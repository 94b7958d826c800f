//! eBird checklist CSV export of correlated sightings.

use crate::config::ExportConfig;
use crate::constants::{UTF8_BOM, ebird};
use crate::detection::CorrelatedSighting;
use crate::error::{Error, Result};
use chrono::NaiveDate;
use serde::Serialize;
use std::collections::BTreeMap;
use std::fs::File;
use std::io::{BufWriter, Write};
use std::path::Path;

/// One row of the eBird record format.
#[derive(Debug, Clone, PartialEq, Serialize)]
pub struct EbirdRow {
    /// Common name (falls back to the visual label).
    #[serde(rename = "Common Name")]
    pub common_name: String,
    /// Scientific name.
    #[serde(rename = "Scientific Name")]
    pub scientific_name: String,
    /// Sightings merged into this row.
    #[serde(rename = "Count")]
    pub count: u64,
    /// Observation location.
    #[serde(rename = "Location Name")]
    pub location_name: String,
    /// Observation latitude.
    #[serde(rename = "Latitude")]
    pub latitude: f64,
    /// Observation longitude.
    #[serde(rename = "Longitude")]
    pub longitude: f64,
    /// `MM/DD/YYYY`.
    #[serde(rename = "Date")]
    pub date: String,
    /// `HH:MM`.
    #[serde(rename = "Start Time")]
    pub start_time: String,
    /// eBird protocol.
    #[serde(rename = "Protocol")]
    pub protocol: String,
    /// Observation duration.
    #[serde(rename = "Duration (Minutes)")]
    pub duration_minutes: u32,
    /// Always `N`: automated observations are incomplete checklists.
    #[serde(rename = "All Obs Reported")]
    pub all_obs_reported: String,
    /// Confidence note.
    #[serde(rename = "Species Comments")]
    pub species_comments: String,
}

type GroupKey = (NaiveDate, String, String, String, String);

/// Group sightings per (date, minute, species) into eBird rows, newest first.
pub fn build_ebird_rows(sightings: &[CorrelatedSighting], config: &ExportConfig) -> Vec<EbirdRow> {
    let mut groups: BTreeMap<GroupKey, (u64, f32)> = BTreeMap::new();
    for s in sightings {
        let key = (
            s.timestamp.date_naive(),
            s.timestamp.format(ebird::TIME_FORMAT).to_string(),
            s.species.clone(),
            s.common_name.clone(),
            s.scientific_name.clone(),
        );
        let entry = groups.entry(key).or_insert((0, 0.0));
        entry.0 += 1;
        entry.1 = entry.1.max(s.confidence);
    }

    groups
        .into_iter()
        .rev()
        .map(
            |((date, time, species, common, scientific), (count, best))| EbirdRow {
                common_name: if common.trim().is_empty() { species } else { common },
                scientific_name: scientific,
                count,
                location_name: config.location_name.clone(),
                latitude: config.latitude,
                longitude: config.longitude,
                date: date.format(ebird::DATE_FORMAT).to_string(),
                start_time: time,
                protocol: config.protocol.clone(),
                duration_minutes: config.duration_minutes,
                all_obs_reported: "N".to_string(),
                species_comments: format!(
                    "Automated detection (confidence: {:.0}%)",
                    best * 100.0
                ),
            },
        )
        .collect()
}

/// Write rows as CSV, optionally prefixed with a UTF-8 BOM.
pub fn write_ebird_csv<W: Write>(mut out: W, rows: &[EbirdRow], bom: bool) -> csv::Result<()> {
    if bom {
        out.write_all(UTF8_BOM)?;
    }

    let mut writer = csv::Writer::from_writer(out);
    if rows.is_empty() {
        writer.write_record([
            "Common Name",
            "Scientific Name",
            "Count",
            "Location Name",
            "Latitude",
            "Longitude",
            "Date",
            "Start Time",
            "Protocol",
            "Duration (Minutes)",
            "All Obs Reported",
            "Species Comments",
        ])?;
    }
    for row in rows {
        writer.serialize(row)?;
    }
    writer.flush()?;
    Ok(())
}

/// Write rows to a CSV file.
pub fn write_ebird_file(path: &Path, rows: &[EbirdRow], bom: bool) -> Result<()> {
    let csv_error = |source: csv::Error| Error::CsvWrite {
        path: path.to_path_buf(),
        source,
    };

    if let Some(parent) = path.parent()
        && !parent.as_os_str().is_empty()
    {
        std::fs::create_dir_all(parent)?;
    }

    let file = File::create(path).map_err(|e| csv_error(csv::Error::from(e)))?;
    write_ebird_csv(BufWriter::new(file), rows, bom).map_err(csv_error)
}

#[cfg(test)]
#[allow(clippy::unwrap_used)]
mod tests {
    use super::*;
    use chrono::{TimeZone, Utc};

    fn sighting(id: &str, h: u32, m: u32, s: u32, confidence: f32) -> CorrelatedSighting {
        CorrelatedSighting {
            id: id.to_string(),
            visual_id: format!("v-{id}"),
            audio_id: format!("a-{id}"),
            timestamp: Utc.with_ymd_and_hms(2025, 5, 1, h, m, s).unwrap(),
            species: "Cyanocitta cristata (Blue Jay)".to_string(),
            common_name: "Blue Jay".to_string(),
            scientific_name: "Cyanocitta cristata".to_string(),
            confidence,
            visual_confidence: confidence,
            audio_confidence: 0.5,
            image_path: None,
            audio_path: None,
            time_diff: 1.0,
        }
    }

    #[test]
    fn test_rows_grouped_per_minute() {
        let rows = build_ebird_rows(
            &[
                sighting("s1", 8, 0, 5, 0.8),
                sighting("s2", 8, 0, 40, 0.95),
                sighting("s3", 9, 15, 0, 0.7),
            ],
            &ExportConfig::default(),
        );

        assert_eq!(rows.len(), 2);
        assert_eq!(rows[0].start_time, "09:15");
        assert_eq!(rows[1].start_time, "08:00");
        assert_eq!(rows[1].count, 2);
        assert_eq!(rows[1].date, "05/01/2025");
        assert_eq!(
            rows[1].species_comments,
            "Automated detection (confidence: 95%)"
        );
        assert_eq!(rows[1].all_obs_reported, "N");
    }

    #[test]
    fn test_csv_header_and_bom() {
        let rows = build_ebird_rows(&[sighting("s1", 8, 0, 0, 0.9)], &ExportConfig::default());
        let mut buf = Vec::new();
        write_ebird_csv(&mut buf, &rows, true).unwrap();

        assert!(buf.starts_with(UTF8_BOM));
        let text = String::from_utf8(buf[UTF8_BOM.len()..].to_vec()).unwrap();
        let mut lines = text.lines();
        assert_eq!(
            lines.next().unwrap(),
            "Common Name,Scientific Name,Count,Location Name,Latitude,Longitude,Date,Start Time,Protocol,Duration (Minutes),All Obs Reported,Species Comments"
        );
        assert_eq!(
            lines.next().unwrap(),
            "Blue Jay,Cyanocitta cristata,1,My Garden,47.3769,8.5417,05/01/2025,08:00,eBird - Stationary Count,60,N,Automated detection (confidence: 90%)"
        );
    }

    #[test]
    fn test_empty_export_still_has_header() {
        let mut buf = Vec::new();
        write_ebird_csv(&mut buf, &[], false).unwrap();
        let text = String::from_utf8(buf).unwrap();
        assert!(text.starts_with("Common Name,"));
        assert_eq!(text.lines().count(), 1);
    }

    #[test]
    fn test_write_file_creates_parent() {
        let dir = tempfile::tempdir().unwrap();
        let path = dir.path().join("exports").join("ebird.csv");
        write_ebird_file(&path, &[], false).unwrap();
        assert!(path.exists());
    }
}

━━━━━━━━━━━━━━━━━━━━━━━━━━━━━━

» Directions for this task
Filtering the entries above by the word "chrono", copy each line that matches.

» Answer box
use chrono::NaiveDate;
    use chrono::{TimeZone, Utc};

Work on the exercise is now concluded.